_WORK INSTRUCTION_.
Select the lines of the records containing the word "writeln" and list them.

[Saved entries]
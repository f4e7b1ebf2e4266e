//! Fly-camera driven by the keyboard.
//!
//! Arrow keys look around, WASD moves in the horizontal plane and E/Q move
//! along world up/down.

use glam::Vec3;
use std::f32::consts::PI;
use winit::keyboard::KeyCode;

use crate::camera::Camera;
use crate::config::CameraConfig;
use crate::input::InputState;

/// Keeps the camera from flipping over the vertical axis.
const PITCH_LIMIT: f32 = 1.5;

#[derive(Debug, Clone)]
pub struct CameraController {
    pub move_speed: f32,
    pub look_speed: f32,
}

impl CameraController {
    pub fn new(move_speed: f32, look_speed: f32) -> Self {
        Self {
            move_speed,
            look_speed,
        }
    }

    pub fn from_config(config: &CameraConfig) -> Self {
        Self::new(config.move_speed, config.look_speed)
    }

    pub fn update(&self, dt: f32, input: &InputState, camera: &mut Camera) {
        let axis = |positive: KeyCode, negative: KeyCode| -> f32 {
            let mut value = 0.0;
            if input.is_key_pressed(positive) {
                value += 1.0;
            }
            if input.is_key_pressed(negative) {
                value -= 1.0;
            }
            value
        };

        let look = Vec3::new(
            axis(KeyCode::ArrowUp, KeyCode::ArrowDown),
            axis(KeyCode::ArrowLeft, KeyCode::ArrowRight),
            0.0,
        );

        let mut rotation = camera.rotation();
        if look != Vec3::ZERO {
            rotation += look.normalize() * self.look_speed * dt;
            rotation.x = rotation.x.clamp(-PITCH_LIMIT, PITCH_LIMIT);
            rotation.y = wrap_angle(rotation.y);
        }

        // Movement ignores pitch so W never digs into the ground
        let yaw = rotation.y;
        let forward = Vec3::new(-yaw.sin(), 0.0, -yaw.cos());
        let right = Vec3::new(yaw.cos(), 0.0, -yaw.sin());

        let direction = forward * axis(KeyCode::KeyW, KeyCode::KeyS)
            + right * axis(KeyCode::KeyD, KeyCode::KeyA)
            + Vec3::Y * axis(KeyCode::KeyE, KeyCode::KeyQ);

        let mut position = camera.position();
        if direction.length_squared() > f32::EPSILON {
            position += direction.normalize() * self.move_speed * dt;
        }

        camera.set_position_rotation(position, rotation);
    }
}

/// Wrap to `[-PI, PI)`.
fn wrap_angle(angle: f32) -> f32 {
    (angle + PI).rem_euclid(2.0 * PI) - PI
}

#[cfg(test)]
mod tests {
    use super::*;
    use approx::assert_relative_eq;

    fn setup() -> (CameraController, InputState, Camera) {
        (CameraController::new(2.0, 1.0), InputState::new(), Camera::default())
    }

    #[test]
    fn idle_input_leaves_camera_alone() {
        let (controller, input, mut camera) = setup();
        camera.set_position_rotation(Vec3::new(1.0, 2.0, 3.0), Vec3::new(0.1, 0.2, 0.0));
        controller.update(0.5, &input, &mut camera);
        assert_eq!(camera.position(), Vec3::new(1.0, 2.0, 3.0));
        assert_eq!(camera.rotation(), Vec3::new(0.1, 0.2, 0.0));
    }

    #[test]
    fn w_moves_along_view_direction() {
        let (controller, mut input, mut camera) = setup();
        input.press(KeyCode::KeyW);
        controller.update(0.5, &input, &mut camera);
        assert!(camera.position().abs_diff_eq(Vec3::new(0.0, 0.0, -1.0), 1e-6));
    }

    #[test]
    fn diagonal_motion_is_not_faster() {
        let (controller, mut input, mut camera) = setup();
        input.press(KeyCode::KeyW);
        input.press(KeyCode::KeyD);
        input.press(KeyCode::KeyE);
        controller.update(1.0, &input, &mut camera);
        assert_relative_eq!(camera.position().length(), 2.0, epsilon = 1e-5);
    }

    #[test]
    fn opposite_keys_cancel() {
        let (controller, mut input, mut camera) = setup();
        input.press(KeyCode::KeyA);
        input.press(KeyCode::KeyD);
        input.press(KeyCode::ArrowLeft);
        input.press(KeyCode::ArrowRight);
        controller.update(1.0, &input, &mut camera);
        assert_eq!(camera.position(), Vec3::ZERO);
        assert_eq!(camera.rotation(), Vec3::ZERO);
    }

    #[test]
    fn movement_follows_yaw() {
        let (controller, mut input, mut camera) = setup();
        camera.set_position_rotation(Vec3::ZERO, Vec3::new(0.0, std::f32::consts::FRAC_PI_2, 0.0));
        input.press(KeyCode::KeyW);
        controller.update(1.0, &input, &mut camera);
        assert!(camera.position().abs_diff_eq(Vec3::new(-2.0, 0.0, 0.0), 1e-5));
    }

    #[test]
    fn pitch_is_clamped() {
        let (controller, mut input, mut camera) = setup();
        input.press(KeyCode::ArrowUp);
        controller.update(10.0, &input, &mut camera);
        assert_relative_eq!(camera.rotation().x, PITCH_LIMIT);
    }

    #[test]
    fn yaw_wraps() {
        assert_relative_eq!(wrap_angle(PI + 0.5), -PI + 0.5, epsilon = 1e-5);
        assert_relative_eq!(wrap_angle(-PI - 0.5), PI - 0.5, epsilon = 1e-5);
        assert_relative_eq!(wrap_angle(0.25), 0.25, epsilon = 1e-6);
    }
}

...

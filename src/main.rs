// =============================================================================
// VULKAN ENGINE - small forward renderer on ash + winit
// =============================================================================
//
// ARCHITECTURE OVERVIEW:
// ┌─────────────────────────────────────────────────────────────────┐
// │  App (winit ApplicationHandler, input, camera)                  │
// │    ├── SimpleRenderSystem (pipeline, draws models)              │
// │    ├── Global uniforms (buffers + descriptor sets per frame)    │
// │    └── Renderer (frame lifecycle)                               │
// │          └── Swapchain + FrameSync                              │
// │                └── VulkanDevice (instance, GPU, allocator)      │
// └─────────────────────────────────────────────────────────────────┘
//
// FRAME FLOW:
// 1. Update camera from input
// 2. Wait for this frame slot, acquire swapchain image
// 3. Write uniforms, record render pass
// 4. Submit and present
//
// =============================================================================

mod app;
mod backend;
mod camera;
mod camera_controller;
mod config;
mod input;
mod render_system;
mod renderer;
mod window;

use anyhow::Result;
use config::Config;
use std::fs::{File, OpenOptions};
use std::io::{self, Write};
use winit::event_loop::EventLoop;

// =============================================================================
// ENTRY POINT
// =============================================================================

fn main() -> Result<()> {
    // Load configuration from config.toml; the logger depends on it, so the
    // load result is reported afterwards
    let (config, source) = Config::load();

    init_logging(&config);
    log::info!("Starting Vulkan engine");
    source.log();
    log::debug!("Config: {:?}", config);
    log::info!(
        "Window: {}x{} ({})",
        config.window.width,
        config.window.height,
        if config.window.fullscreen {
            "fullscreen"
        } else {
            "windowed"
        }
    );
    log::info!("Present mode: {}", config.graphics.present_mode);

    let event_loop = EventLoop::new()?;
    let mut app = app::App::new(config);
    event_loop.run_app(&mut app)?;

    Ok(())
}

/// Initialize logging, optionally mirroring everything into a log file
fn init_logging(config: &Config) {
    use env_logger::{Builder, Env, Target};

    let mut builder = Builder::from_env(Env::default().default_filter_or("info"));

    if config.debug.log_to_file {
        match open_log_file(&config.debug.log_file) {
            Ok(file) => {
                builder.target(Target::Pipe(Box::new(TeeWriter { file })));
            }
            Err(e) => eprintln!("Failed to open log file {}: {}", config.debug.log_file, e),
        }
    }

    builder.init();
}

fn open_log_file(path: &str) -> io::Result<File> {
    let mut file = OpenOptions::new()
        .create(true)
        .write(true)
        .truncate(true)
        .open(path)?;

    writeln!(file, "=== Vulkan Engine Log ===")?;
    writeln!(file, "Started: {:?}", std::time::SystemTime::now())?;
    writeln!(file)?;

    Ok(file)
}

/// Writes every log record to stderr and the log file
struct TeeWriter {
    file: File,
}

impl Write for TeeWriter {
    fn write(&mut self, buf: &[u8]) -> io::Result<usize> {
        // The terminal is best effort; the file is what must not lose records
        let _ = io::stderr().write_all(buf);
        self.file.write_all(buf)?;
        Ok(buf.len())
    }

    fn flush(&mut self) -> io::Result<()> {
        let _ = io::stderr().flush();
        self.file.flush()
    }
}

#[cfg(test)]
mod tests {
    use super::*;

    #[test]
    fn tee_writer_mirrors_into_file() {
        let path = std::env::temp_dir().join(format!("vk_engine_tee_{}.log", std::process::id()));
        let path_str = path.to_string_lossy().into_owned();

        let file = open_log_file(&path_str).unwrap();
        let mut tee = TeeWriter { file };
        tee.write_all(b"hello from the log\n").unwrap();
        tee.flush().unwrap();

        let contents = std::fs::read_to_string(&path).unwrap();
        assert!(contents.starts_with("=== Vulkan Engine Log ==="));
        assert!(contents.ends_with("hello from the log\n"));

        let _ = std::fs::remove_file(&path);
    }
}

--

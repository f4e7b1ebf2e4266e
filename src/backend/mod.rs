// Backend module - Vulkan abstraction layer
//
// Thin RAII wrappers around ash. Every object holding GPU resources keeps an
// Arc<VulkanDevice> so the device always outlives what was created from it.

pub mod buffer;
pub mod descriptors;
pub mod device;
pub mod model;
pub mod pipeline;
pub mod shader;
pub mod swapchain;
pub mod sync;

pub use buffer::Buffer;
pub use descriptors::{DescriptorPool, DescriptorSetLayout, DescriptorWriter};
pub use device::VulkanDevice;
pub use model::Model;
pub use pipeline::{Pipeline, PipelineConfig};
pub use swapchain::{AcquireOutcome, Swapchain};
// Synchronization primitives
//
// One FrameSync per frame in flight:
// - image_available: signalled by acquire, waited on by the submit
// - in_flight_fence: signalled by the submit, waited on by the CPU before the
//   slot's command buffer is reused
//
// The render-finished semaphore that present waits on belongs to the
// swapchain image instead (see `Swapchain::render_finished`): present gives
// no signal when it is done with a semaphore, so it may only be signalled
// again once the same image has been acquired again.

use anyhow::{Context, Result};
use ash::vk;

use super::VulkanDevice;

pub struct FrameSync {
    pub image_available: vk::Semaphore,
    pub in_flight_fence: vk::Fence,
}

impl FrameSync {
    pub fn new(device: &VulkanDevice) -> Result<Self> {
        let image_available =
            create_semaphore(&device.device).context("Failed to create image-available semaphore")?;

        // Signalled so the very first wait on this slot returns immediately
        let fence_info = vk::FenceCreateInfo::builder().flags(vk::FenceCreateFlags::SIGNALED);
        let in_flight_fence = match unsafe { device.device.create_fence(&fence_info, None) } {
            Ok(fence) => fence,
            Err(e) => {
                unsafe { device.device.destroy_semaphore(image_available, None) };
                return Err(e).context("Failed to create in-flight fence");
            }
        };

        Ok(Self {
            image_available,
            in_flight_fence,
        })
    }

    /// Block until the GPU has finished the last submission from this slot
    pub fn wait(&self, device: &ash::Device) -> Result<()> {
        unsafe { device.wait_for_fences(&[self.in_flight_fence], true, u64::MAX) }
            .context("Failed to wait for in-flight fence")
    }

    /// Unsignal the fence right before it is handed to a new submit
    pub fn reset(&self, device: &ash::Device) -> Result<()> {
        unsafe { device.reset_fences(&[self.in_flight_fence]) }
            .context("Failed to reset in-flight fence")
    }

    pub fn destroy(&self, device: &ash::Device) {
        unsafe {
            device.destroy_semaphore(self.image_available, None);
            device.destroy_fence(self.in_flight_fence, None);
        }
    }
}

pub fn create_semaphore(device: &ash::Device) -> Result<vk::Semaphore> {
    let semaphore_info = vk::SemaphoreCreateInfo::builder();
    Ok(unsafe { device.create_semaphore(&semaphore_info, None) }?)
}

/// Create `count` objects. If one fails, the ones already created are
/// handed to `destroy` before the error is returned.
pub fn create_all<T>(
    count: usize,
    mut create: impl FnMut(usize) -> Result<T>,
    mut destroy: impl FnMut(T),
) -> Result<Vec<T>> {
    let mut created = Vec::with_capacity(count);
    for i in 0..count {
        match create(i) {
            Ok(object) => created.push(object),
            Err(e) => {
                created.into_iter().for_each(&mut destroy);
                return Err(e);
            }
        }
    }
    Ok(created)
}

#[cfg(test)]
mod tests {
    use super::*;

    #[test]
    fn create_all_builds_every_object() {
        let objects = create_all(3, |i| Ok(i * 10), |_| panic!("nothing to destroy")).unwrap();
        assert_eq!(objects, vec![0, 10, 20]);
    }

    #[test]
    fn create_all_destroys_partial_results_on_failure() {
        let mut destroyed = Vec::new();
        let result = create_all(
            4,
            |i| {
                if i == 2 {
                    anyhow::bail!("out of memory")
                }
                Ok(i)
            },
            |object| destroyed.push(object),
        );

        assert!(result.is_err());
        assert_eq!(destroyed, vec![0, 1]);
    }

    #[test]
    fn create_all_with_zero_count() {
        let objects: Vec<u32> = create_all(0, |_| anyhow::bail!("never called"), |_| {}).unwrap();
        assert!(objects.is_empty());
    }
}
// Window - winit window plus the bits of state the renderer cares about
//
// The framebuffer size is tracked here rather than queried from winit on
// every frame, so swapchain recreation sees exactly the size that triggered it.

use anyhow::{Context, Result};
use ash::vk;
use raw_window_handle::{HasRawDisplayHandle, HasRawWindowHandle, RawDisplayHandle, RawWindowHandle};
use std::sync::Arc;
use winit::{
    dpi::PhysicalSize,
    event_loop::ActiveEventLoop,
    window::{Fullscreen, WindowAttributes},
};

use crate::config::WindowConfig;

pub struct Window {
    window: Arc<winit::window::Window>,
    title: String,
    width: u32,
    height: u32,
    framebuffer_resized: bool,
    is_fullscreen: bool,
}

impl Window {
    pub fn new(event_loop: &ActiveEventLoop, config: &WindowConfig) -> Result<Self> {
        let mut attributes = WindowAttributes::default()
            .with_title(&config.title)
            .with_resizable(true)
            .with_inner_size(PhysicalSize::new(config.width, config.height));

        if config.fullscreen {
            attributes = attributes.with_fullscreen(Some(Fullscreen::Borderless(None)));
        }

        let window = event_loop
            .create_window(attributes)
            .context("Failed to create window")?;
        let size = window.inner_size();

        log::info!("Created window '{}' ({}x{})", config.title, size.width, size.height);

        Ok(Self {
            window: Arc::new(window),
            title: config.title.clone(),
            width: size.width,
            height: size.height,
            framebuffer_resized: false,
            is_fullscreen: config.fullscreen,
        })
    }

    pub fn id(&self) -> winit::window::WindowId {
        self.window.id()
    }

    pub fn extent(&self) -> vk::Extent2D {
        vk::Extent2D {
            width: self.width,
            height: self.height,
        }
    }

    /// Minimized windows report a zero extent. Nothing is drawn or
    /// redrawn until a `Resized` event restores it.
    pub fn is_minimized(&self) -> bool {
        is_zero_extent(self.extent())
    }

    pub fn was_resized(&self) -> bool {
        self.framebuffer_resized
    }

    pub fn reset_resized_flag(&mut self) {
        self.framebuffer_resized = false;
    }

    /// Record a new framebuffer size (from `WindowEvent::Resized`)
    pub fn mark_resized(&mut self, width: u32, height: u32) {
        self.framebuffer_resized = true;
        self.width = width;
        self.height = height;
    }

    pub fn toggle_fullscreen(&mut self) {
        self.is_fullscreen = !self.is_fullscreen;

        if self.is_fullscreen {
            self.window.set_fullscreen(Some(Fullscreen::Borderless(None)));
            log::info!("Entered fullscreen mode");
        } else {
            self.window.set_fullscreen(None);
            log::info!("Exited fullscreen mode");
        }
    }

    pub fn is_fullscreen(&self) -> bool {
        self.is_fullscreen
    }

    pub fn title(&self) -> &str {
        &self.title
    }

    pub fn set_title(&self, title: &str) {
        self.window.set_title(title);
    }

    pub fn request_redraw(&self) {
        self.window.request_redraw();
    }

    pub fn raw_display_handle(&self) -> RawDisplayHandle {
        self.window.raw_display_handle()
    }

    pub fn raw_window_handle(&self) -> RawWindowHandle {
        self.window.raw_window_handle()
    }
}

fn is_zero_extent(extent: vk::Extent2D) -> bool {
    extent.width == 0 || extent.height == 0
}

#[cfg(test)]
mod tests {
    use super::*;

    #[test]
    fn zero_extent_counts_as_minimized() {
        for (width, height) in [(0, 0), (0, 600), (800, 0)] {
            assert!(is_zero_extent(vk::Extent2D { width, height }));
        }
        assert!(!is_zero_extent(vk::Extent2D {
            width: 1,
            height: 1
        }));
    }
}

_ANSWER BOX_.
    writeln!(file, "=== Vulkan Engine Log ===")?;
    writeln!(file, "Started: {:?}", std::time::SystemTime::now())?;
    writeln!(file)?;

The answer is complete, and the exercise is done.